What to work on -
Go over the lines below, and when one contains the word "timeout", copy it.

(Source data)
= = =

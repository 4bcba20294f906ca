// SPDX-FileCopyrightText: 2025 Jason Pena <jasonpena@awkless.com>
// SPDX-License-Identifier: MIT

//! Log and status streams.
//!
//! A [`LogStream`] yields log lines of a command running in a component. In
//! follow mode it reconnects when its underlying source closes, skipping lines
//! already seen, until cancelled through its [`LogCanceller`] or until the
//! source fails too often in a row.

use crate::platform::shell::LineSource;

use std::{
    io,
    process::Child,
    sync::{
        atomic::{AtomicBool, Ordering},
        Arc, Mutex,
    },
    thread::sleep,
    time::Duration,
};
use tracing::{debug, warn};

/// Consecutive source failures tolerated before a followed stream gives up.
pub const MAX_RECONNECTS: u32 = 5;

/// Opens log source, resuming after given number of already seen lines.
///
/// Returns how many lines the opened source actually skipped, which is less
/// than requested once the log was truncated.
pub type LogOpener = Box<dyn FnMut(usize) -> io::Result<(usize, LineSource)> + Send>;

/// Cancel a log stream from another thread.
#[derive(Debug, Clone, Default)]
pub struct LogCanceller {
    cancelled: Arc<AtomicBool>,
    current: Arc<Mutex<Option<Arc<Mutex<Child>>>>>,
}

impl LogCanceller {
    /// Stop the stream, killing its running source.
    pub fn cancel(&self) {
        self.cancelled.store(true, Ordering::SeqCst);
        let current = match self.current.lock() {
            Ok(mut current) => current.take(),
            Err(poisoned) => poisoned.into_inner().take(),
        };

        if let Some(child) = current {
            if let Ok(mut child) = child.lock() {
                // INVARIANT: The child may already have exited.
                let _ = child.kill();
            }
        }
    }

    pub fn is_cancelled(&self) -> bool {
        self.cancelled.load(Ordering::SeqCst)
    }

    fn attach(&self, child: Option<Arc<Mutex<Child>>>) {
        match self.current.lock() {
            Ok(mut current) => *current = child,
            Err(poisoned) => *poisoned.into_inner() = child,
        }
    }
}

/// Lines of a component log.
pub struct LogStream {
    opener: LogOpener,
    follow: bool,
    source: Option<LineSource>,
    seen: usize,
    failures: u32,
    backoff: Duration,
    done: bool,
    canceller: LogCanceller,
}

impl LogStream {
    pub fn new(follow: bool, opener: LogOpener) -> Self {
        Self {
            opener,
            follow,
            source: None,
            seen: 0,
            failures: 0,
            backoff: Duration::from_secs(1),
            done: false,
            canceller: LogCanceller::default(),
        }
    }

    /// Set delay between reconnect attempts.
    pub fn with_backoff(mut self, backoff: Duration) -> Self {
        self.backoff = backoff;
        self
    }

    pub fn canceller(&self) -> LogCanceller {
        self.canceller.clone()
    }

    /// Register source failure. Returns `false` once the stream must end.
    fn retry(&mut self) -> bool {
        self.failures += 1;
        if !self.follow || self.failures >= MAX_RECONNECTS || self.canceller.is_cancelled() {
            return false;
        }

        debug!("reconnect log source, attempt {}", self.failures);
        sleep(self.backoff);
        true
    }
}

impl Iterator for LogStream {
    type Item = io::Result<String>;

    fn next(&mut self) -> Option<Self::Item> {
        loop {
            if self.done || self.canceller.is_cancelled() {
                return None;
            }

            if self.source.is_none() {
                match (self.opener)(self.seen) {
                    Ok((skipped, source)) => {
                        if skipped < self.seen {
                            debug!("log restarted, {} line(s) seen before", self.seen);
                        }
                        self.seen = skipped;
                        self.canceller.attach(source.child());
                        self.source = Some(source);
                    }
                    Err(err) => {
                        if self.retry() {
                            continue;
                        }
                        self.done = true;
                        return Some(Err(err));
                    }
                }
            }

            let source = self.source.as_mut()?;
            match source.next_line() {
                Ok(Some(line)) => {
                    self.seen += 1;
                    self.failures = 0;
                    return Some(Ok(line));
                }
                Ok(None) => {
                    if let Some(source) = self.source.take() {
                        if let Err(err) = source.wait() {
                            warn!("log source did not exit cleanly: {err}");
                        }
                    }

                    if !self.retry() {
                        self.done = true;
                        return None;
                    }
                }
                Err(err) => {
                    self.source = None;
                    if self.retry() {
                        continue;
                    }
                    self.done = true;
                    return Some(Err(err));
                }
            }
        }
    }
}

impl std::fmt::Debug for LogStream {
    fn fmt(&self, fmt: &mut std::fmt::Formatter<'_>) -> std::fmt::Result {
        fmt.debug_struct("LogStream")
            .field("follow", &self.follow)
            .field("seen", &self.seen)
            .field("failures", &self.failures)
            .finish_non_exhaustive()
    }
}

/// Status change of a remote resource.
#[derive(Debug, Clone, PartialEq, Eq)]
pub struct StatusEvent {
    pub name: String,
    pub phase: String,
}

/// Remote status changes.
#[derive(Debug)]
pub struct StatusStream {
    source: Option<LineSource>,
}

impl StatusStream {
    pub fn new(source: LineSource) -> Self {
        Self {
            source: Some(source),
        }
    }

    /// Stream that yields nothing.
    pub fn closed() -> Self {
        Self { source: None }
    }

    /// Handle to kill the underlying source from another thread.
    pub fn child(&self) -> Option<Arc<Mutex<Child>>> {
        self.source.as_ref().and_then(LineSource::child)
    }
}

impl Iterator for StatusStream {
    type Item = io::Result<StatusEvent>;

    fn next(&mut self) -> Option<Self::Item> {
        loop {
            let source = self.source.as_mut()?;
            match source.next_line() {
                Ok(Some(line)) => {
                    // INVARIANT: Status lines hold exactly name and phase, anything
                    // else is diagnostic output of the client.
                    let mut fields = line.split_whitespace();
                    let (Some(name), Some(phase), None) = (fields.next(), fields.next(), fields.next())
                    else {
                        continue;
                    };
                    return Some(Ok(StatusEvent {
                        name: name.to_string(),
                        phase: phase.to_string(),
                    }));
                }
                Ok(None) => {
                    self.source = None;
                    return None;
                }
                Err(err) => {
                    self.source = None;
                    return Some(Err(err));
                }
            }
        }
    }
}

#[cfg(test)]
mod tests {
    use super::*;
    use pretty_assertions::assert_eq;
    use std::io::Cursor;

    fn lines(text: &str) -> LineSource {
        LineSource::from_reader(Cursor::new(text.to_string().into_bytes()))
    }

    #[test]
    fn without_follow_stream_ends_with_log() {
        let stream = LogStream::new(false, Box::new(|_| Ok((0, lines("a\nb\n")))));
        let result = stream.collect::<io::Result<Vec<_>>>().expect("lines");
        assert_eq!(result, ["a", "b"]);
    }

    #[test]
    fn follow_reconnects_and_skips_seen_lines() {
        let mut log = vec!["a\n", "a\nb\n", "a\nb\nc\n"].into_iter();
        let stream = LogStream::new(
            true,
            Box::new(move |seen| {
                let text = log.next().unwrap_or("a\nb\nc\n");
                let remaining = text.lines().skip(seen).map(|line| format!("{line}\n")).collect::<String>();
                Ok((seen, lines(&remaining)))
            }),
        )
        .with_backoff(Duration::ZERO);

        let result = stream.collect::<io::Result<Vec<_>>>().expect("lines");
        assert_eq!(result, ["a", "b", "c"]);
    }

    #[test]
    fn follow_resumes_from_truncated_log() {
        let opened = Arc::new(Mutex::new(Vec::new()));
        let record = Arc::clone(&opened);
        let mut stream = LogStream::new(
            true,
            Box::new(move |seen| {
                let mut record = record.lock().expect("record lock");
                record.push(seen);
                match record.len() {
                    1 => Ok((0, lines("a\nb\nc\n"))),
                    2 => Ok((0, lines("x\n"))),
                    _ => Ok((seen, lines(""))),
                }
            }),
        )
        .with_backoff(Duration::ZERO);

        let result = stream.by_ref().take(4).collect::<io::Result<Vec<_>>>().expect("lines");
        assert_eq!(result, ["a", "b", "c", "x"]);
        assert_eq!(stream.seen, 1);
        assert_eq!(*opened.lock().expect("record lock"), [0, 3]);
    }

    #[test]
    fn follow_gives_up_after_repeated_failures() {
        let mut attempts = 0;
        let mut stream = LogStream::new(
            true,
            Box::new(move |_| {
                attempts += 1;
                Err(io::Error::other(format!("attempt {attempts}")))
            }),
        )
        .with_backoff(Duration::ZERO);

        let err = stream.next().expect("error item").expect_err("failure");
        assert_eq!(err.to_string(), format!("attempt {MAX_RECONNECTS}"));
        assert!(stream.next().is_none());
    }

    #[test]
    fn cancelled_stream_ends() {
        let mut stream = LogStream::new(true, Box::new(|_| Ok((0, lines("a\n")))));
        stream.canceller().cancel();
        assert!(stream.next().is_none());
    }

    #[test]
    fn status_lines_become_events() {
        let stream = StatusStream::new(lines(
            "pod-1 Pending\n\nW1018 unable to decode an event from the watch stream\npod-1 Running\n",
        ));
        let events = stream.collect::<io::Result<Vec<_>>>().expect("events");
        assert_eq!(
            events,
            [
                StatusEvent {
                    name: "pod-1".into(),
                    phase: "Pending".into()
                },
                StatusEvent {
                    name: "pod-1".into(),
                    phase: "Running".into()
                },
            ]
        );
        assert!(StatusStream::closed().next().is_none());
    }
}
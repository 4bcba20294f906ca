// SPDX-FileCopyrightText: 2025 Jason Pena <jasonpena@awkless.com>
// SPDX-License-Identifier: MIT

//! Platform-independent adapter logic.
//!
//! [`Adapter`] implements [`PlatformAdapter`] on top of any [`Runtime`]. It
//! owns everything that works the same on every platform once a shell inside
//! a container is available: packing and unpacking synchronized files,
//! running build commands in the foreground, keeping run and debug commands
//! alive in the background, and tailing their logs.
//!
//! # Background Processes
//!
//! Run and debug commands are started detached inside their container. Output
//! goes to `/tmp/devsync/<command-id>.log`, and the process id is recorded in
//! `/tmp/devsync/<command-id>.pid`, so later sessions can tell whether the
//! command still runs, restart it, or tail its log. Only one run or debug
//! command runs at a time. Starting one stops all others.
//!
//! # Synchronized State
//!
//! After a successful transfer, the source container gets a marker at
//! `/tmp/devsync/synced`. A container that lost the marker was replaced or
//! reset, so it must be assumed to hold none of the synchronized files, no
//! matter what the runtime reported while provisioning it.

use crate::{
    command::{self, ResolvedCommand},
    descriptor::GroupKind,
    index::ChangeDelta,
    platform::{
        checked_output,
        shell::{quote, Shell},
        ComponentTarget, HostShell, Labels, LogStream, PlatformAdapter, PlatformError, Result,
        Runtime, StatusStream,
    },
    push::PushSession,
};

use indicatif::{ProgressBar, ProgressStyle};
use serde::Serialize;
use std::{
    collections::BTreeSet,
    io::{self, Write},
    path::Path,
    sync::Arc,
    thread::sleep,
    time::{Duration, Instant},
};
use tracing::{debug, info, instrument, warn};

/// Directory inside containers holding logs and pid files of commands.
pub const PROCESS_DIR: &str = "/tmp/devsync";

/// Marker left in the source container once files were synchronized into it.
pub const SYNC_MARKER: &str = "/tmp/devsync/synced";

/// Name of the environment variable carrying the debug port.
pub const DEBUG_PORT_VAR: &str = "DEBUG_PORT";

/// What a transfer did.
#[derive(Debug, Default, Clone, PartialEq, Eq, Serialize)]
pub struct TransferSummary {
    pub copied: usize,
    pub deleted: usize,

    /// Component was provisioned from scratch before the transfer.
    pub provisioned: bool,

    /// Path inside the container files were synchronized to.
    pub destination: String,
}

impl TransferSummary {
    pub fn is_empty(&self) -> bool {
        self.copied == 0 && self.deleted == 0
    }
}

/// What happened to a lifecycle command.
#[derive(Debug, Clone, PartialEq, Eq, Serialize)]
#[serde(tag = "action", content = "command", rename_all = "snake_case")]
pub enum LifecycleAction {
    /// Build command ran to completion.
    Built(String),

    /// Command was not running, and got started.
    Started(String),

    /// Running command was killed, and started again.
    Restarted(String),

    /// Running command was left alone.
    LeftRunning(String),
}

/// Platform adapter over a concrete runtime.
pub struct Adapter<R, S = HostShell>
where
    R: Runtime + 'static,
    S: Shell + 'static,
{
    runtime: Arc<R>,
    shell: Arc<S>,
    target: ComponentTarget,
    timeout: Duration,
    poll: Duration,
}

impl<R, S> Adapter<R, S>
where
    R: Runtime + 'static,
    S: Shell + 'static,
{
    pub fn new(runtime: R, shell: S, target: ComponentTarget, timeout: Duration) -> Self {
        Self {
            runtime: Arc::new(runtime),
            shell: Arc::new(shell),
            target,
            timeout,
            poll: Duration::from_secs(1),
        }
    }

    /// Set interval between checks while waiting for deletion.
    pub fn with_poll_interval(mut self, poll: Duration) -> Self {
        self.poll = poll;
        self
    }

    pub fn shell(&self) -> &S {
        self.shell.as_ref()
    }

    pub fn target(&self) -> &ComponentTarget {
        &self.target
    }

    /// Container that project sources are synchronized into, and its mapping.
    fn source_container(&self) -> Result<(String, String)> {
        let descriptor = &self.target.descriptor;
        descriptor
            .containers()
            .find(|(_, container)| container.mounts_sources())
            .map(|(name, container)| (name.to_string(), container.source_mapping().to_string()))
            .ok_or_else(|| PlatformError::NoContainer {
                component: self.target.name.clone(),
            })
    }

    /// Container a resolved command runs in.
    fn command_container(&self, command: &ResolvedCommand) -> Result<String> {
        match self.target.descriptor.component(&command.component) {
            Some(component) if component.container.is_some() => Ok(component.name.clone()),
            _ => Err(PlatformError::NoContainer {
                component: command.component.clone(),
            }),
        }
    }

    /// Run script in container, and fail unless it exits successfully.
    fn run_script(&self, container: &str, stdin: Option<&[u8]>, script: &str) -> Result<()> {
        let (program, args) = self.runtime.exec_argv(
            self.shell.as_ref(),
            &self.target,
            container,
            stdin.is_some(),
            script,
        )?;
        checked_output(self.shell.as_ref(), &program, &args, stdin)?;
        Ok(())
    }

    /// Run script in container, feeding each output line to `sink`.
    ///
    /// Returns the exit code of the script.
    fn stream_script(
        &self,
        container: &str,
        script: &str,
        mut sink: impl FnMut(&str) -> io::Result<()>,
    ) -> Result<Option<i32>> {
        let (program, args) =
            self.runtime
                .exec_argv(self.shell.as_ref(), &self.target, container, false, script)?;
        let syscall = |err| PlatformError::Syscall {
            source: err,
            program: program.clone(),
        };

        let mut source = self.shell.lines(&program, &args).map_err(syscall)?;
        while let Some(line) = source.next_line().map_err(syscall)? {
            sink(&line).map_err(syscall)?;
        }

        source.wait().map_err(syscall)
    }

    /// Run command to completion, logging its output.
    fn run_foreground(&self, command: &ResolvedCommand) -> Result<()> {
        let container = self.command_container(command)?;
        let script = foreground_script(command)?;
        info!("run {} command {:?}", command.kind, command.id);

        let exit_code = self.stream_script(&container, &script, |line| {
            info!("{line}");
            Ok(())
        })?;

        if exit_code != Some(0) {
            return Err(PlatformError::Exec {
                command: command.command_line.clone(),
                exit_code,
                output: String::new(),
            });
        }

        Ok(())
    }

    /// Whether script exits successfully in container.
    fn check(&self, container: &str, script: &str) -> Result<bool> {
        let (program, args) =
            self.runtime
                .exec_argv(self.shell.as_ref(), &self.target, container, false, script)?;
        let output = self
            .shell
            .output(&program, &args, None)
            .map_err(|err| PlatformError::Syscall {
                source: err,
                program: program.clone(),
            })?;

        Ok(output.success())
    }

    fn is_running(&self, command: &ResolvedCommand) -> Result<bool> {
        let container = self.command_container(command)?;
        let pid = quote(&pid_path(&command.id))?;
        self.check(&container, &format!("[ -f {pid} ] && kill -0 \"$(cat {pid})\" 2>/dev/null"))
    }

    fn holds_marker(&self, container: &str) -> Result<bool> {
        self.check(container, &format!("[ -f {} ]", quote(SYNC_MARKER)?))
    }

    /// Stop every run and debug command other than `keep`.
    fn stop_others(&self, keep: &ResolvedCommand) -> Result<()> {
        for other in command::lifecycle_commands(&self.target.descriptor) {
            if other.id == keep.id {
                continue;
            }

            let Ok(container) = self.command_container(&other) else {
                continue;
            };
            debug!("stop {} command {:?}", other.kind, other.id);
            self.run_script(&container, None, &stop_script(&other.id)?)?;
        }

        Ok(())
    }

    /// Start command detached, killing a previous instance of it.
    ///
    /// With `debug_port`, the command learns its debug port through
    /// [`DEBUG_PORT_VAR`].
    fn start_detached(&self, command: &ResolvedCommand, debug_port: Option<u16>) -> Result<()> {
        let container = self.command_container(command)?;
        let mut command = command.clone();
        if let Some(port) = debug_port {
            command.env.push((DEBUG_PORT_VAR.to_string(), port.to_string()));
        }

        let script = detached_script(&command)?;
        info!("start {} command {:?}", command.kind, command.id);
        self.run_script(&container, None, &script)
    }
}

= = =

Written solution -
    timeout: Duration,
    pub fn new(runtime: R, shell: S, target: ComponentTarget, timeout: Duration) -> Self {
            timeout,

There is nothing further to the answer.